The T. S. Eliot Prize 2023

Shortlist

 

Jason Allen-Paisant

Self-Portrait as Othello / Carcanet Press

Jason Allen-Paisant is a Jamaican writer and academic who works as a senior lecturer in Critical Theory and Creative Writing at the University of Manchester. He’s the author of two poetry collections, Thinking with Trees (Carcanet Press, 2021), winner of the 2022 OCM Bocas Prize for poetry, and Self-Portrait as Othello (Carcanet Press, 2023), which won the Forward Prize for Best Collection.
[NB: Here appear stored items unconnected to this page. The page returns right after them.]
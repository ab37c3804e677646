//! Compute command implementation.

use anyhow::Result;
use console::style;
use indicatif::{ProgressBar, ProgressStyle};

use skinfaxi_engine::{Config, Services, handle_quantum_compute};

/// Execute the compute command.
pub async fn execute(query: &str, shots: u32) -> Result<()> {
    println!(
        "{} Computing {} ({} shots)",
        style("→").cyan().bold(),
        style(format!("\"{query}\"")).green(),
        shots
    );

    let config = Config::from_env();
    let services = Services::init(&config).await?;

    if services.ibm.is_some() {
        println!("  IBM Quantum configured; hardware tier enabled");
    }

    let spinner = ProgressBar::new_spinner();
    spinner.set_style(
        ProgressStyle::default_spinner()
            .template("{spinner:.cyan} {msg}")
            .unwrap(),
    );
    spinner.set_message("Running computation...");
    spinner.enable_steady_tick(std::time::Duration::from_millis(100));

    let report = handle_quantum_compute(&services, query, shots).await;
    spinner.finish_and_clear();

    println!("{report}");
    Ok(())
}
//! Circuit instructions combining gates with operands.

use serde::{Deserialize, Serialize};

use crate::error::{IrError, IrResult};
use crate::gate::StandardGate;
use crate::qubit::{ClbitId, QubitId};

/// The kind of instruction in a circuit.
#[derive(Debug, Clone, PartialEq, Serialize, Deserialize)]
pub enum InstructionKind {
    /// A quantum gate operation.
    Gate(StandardGate),
    /// Measurement of one or more qubits into classical bits.
    Measure,
    /// Barrier (synchronization point, no unitary effect).
    Barrier,
}

/// A complete instruction with operands.
#[derive(Debug, Clone, PartialEq, Serialize, Deserialize)]
pub struct Instruction {
    /// The kind of instruction.
    pub kind: InstructionKind,
    /// Qubits this instruction operates on.
    pub qubits: Vec<QubitId>,
    /// Classical bits this instruction operates on (for measure).
    pub clbits: Vec<ClbitId>,
}

impl Instruction {
    /// Create a gate instruction.
    pub fn gate(gate: StandardGate, qubits: impl IntoIterator<Item = QubitId>) -> Self {
        Self {
            kind: InstructionKind::Gate(gate),
            qubits: qubits.into_iter().collect(),
            clbits: vec![],
        }
    }

    /// Create a single-qubit gate instruction.
    pub fn single_qubit_gate(gate: StandardGate, qubit: QubitId) -> Self {
        Self::gate(gate, [qubit])
    }

    /// Create a two-qubit gate instruction.
    pub fn two_qubit_gate(gate: StandardGate, q1: QubitId, q2: QubitId) -> Self {
        Self::gate(gate, [q1, q2])
    }

    /// Create a measurement instruction.
    pub fn measure(qubit: QubitId, clbit: ClbitId) -> Self {
        Self {
            kind: InstructionKind::Measure,
            qubits: vec![qubit],
            clbits: vec![clbit],
        }
    }

    /// Create a multi-qubit measurement instruction.
    ///
    /// Returns an error if the number of qubits and classical bits differ.
    pub fn measure_many(
        qubits: impl IntoIterator<Item = QubitId>,
        clbits: impl IntoIterator<Item = ClbitId>,
    ) -> IrResult<Self> {
        let qubits: Vec<_> = qubits.into_iter().collect();
        let clbits: Vec<_> = clbits.into_iter().collect();
        if qubits.len() != clbits.len() {
            return Err(IrError::InvalidInstruction(format!(
                "measure: qubit count ({}) does not match clbit count ({})",
                qubits.len(),
                clbits.len(),
            )));
        }
        Ok(Self {
            kind: InstructionKind::Measure,
            qubits,
            clbits,
        })
    }

    /// Create a barrier instruction.
    pub fn barrier(qubits: impl IntoIterator<Item = QubitId>) -> Self {
        Self {
            kind: InstructionKind::Barrier,
            qubits: qubits.into_iter().collect(),
            clbits: vec![],
        }
    }

    /// Check if this is a gate instruction.
    pub fn is_gate(&self) -> bool {
        matches!(self.kind, InstructionKind::Gate(_))
    }

    /// Check if this is a measurement.
    pub fn is_measure(&self) -> bool {
        matches!(self.kind, InstructionKind::Measure)
    }

    /// Check if this is a barrier.
    pub fn is_barrier(&self) -> bool {
        matches!(self.kind, InstructionKind::Barrier)
    }

    /// Get the gate if this is a gate instruction.
    pub fn as_gate(&self) -> Option<&StandardGate> {
        match &self.kind {
            InstructionKind::Gate(g) => Some(g),
            _ => None,
        }
    }

    /// Get the name of the instruction.
    pub fn name(&self) -> &str {
        match &self.kind {
            InstructionKind::Gate(g) => g.name(),
            InstructionKind::Measure => "measure",
            InstructionKind::Barrier => "barrier",
        }
    }
}

#[cfg(test)]
mod tests {
    use super::*;

    #[test]
    fn test_gate_instruction() {
        let inst = Instruction::single_qubit_gate(StandardGate::H, QubitId(0));
        assert!(inst.is_gate());
        assert_eq!(inst.qubits.len(), 1);
        assert_eq!(inst.name(), "h");
    }

    #[test]
    fn test_measure_instruction() {
        let inst = Instruction::measure(QubitId(0), ClbitId(0));
        assert!(inst.is_measure());
        assert_eq!(inst.qubits.len(), 1);
        assert_eq!(inst.clbits.len(), 1);
    }

    #[test]
    fn test_measure_many_mismatch() {
        let result = Instruction::measure_many([QubitId(0), QubitId(1)], [ClbitId(0)]);
        assert!(result.is_err());
    }

    #[test]
    fn test_barrier_instruction() {
        let inst = Instruction::barrier([QubitId(0), QubitId(1), QubitId(2)]);
        assert!(inst.is_barrier());
        assert_eq!(inst.qubits.len(), 3);
    }
}
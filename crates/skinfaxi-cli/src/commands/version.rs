//! Version command implementation.

use console::style;

/// Execute the version command.
pub fn execute() {
    let version = env!("CARGO_PKG_VERSION");

    println!(
        "{} {} - natural-language quantum computation",
        style("Skinfaxi").cyan().bold(),
        style(format!("v{version}")).yellow()
    );
    println!();
    println!("Components:");
    println!("  skinfaxi-ir      Circuit intermediate representation");
    println!("  skinfaxi-hal     Hardware abstraction layer");
    println!("  skinfaxi-engine  Query classification and execution dispatch");
    println!("  skinfaxi-cli     Command-line interface");
    println!();
    println!(
        "Repository: {}",
        style("https://github.com/hiq-lab/skinfaxi").underlined()
    );
    println!("License:    {}", style("Apache-2.0").dim());
}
His non-fiction book, Scanning the Bush, will be published by Hutchinson Heinemann in 2024. Photo © Jonathan Turner

 

Joe Carrick-Varty

More Sky / Carcanet Press

Joe Carrick-Varty is a British-Irish poet, writer and founding editor of bath magg. He is the author of two pamphlets of poetry: Somewhere Far (The Poetry Business, 2019) and 54 Questions for the Man Who Sold a Shotgun to My Father (Out-Spoken Press, 2020). His work has appeared in the New Statesman, The Poetry Review and Poetry London. He won an Eric Gregory Award in 2022. More Sky (Carcanet, 2023) is his debut collection.

 

Jane Clarke

A Change in the Air / Bloodaxe Books

Jane Clarke’s first collection, The River (Bloodaxe Books, 2015), was shortlisted for the Royal Society of Literature’s Ondaatje Prize. Her second collection, When the Tree Falls (Bloodaxe Books, 2019), was shortlisted for the 2020 Pigott Poetry Prize, the Irish Times Poetry Now Award and the Farmgate Café National Poetry Award 2020, and was longlisted for the Ondaatje Prize 2020. Her third collection, A Change in the Air (Bloodaxe Books, 2023) was shortlisted for the Forward Prize for Best Collection and longlisted for The Laurel Prize. Jane received the Ireland Chair of Poetry Travel Award 2022, enabling her to undertake a collaborative writing project with James Rebanks on his fell farm in the Lake District, Cumbria. Jane holds a BA in English and Philosophy from Trinity College, Dublin and an MPhil in Writing from the University of South Wales. She lives with her wife in Glenmalure, Co. Wicklow, where she combines writing with her work as a creative writing tutor and group facilitator. Photo © Elementum

 

Kit Fan

The Ink Cloud Reader / Carcanet Press

Kit Fan is a poet, novelist and critic born and educated in Hong Kong before moving to the UK at the age of twenty-one. His first poetry collection, Paper Scissors Stone (HKUP, 2011), won the Hong Kong University International Poetry Prize. As Slow as Possible (Arc, 2018) was a Poetry Book Society Recommendation and one of the Irish Times Books of the Year. He was shortlisted twice for the Guardian 4th Estate BAME Short Story Prize. He won the Northern Writers Awards for Fiction and for Poetry, The Times Stephen Spender Poetry Translation Prize, and Poetry Magazine Editors’ Prize for Reviewing. His debut novel is Diamond Hill (Dialogue, 2021). The Ink Cloud Reader, his third poetry collection, was shortlisted for the Forward Prize for Best Collection 2023. He was elected Fellow of the Royal Society of Literature in 2022.

 

Katie Farris

Standing in the Forest of Being Alive / Pavilion Poetry (Liverpool University Press)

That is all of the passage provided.